Question 7: Find the angles at which the following vectors are inclined to each of the coordinates axes.

(i): \hat{i}-\hat{j}+\hat{k}

Solution:

The given direction ratios are: 1,-1,1.

Thus,

=> l, m, n = \dfrac{1}{|\vec{r}|},  \dfrac{-1}{|\vec{r}|},  \dfrac{1}{|\vec{r}|}

=> l, m, n = \dfrac{1}{\sqrt{1^2+(-1)^2+1^2}},  \dfrac{-1}{\sqrt{1^2+(-1)^2+1^2}},  \dfrac{1}{\sqrt{1^2+(-1)^2+1^2}}

=> l, m, n = \dfrac{1}{\sqrt{3}},  \dfrac{-1}{\sqrt{3}} ,  \dfrac{1}{\sqrt{3}}

=> \cos \alpha , \cos \beta , \cos \gamma = \dfrac{1}{\sqrt{3}},  \dfrac{-1}{\sqrt{3}} ,  \dfrac{1}{\sqrt{3}}

=> \alpha , \beta , \gamma = \cos ^{-1} (\dfrac{1}{\sqrt{3}}), \cos ^{-1} (\dfrac{-1}{\sqrt{3}}), \cos ^{-1} (\dfrac{1}{\sqrt{3}})

(ii): \hat{j}-\hat{k}

Solution:

The given direction ratios are: 0,1,-1.

Thus,

=> l, m, n = \dfrac{0}{|\vec{r}|},  \dfrac{1}{|\vec{r}|},  \dfrac{-1}{|\vec{r}|}

=> l, m, n = \dfrac{0}{\sqrt{0^2+1^2+(-1)^2}},  \dfrac{1}{\sqrt{0^2+1^2+(-1)^2}},  \dfrac{-1}{\sqrt{0^2+1^2+(-1)^2}}

=> l, m, n = 0 ,  \dfrac{1}{\sqrt{2}} ,  \dfrac{-1}{\sqrt{2}}

=> \cos \alpha , \cos \beta , \cos \gamma = 0,  \dfrac{1}{\sqrt{2}} ,  \dfrac{-1}{\sqrt{2}}

=> \alpha , \beta , \gamma = \cos ^{-1}(0), \cos ^{-1} (\dfrac{1}{\sqrt{2}}), \cos ^{-1} (\dfrac{-1}{\sqrt{2}})

=> \alpha , \beta , \gamma = \dfrac{\pi}{2}, \dfrac{\pi}{4}, \dfrac{3\pi}{4}

(iii): 4\hat{i}+8\hat{j}+\hat{k}

Solution:

The given direction ratios are: 4, 8, 1.

Thus,

=> l, m, n = \dfrac{4}{|\vec{r}|},  \dfrac{8}{|\vec{r}|},  \dfrac{1}{|\vec{r}|}

=> l, m, n = \dfrac{0}{\sqrt{4^2+8^2+1^2}},  \dfrac{8}{\sqrt{4^2+8^2+1^2}},  \dfrac{1}{\sqrt{4^2+8^2+1^2}}

=> l, m, n = \dfrac{4}{9},  \dfrac{8}{9} ,  \dfrac{1}{9}

=> \cos \alpha , \cos \beta , \cos \gamma = \dfrac{4}{9},  \dfrac{8}{9} ,  \dfrac{1}{9}

=> \alpha , \beta , \gamma = \cos ^{-1}(\dfrac{4}{9}), \cos ^{-1} (\dfrac{8}{9}), \cos ^{-1} (\dfrac{1}{9})
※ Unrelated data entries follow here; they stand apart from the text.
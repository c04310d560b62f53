pub mod models;
pub mod queries;

use std::str::FromStr;
use std::time::Duration;

use chrono::{DateTime, Utc};
use sqlx::sqlite::{SqliteConnectOptions, SqliteJournalMode, SqlitePoolOptions};
use sqlx::SqlitePool;

const ID_ALPHABET: [char; 36] = [
    '0', '1', '2', '3', '4', '5', '6', '7', '8', '9', 'a', 'b', 'c', 'd', 'e', 'f', 'g', 'h', 'i',
    'j', 'k', 'l', 'm', 'n', 'o', 'p', 'q', 'r', 's', 't', 'u', 'v', 'w', 'x', 'y', 'z',
];
pub const ID_LEN: usize = 15;

/// Open the database, creating the file if needed. WAL mode lets the purge
/// job checkpoint and truncate the log; `secure_delete` overwrites freed pages.
pub async fn connect(url: &str, max_connections: u32) -> Result<SqlitePool, sqlx::Error> {
    let options = SqliteConnectOptions::from_str(url)?
        .create_if_missing(true)
        .journal_mode(SqliteJournalMode::Wal)
        .busy_timeout(Duration::from_secs(5))
        .pragma("secure_delete", "ON");

    SqlitePoolOptions::new()
        .max_connections(max_connections)
        .connect_with(options)
        .await
}

/// Private in-memory database with the schema applied. Pinned to a single
/// connection that never recycles, since each sqlite memory connection is its
/// own database.
pub async fn connect_memory() -> Result<SqlitePool, sqlx::Error> {
    let pool = SqlitePoolOptions::new()
        .max_connections(1)
        .min_connections(1)
        .idle_timeout(None)
        .max_lifetime(None)
        .connect("sqlite::memory:")
        .await?;
    migrate(&pool).await?;
    Ok(pool)
}

pub async fn migrate(pool: &SqlitePool) -> Result<(), sqlx::Error> {
    sqlx::migrate!("./migrations").run(pool).await?;
    Ok(())
}

/// Row id: 15 characters of `[a-z0-9]`, unrelated to any other row.
pub fn new_id() -> String {
    nanoid::nanoid!(ID_LEN, &ID_ALPHABET)
}

/// Timestamps are stored as unix milliseconds.
pub fn to_millis(at: DateTime<Utc>) -> i64 {
    at.timestamp_millis()
}

pub fn from_millis(ms: i64) -> DateTime<Utc> {
    DateTime::from_timestamp_millis(ms).unwrap_or_default()
}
Question 8: Show that the vector \hat{i}+\hat{j}+\hat{k}  is equally inclined with the axes OX, OY and OZ.

Solution:

Let \vec{r}= \hat{i}+\hat{j}+\hat{k}

Thus, |\vec{r}| = \sqrt{1^2+1^2+1^2}

=> |\vec{r}| = \sqrt{3}

Thus the direction cosines are: \dfrac{1}{|\vec{r}|} \dfrac{1}{|\vec{r}|}  and \dfrac{1}{|\vec{r}|}

=> \cos \alpha, \cos \beta , \cos \gamma = \dfrac{1}{\sqrt{3}}, \dfrac{1}{\sqrt{3}}, \dfrac{1}{\sqrt{3}}

Thus,

=> \cos \alpha, \cos \beta , \cos \gamma = \dfrac{1}{\sqrt{3}}

=> Thus, the vector is equally inclined with the 3 axes.

Question 9: Show that the direction cosines of a vector equally inclined to the axes OX, OY and OZ are \dfrac{1}{\sqrt{3}}, \dfrac{1}{\sqrt{3}}\dfrac{1}{\sqrt{3}} .

Solution:

Let the vector be equally inclined at an angle of \alpha .

Then the direction cosines of the vector l, m, n are: \cos \alpha \cos \beta  and \cos \gamma

We know that,

=> l+ m+ n2 = 1

=> \cos^2 \alpha + \cos^2 \alpha+ \cos^2 \alpha = 1

=> 3\cos^2 \alpha = 1

=> \cos \alpha = \pm \dfrac{1}{\sqrt{3}}

=> Thus the direction cosines are: \pm \dfrac{1}{\sqrt{3}} \pm \dfrac{1}{\sqrt{3}}\pm \dfrac{1}{\sqrt{3}}.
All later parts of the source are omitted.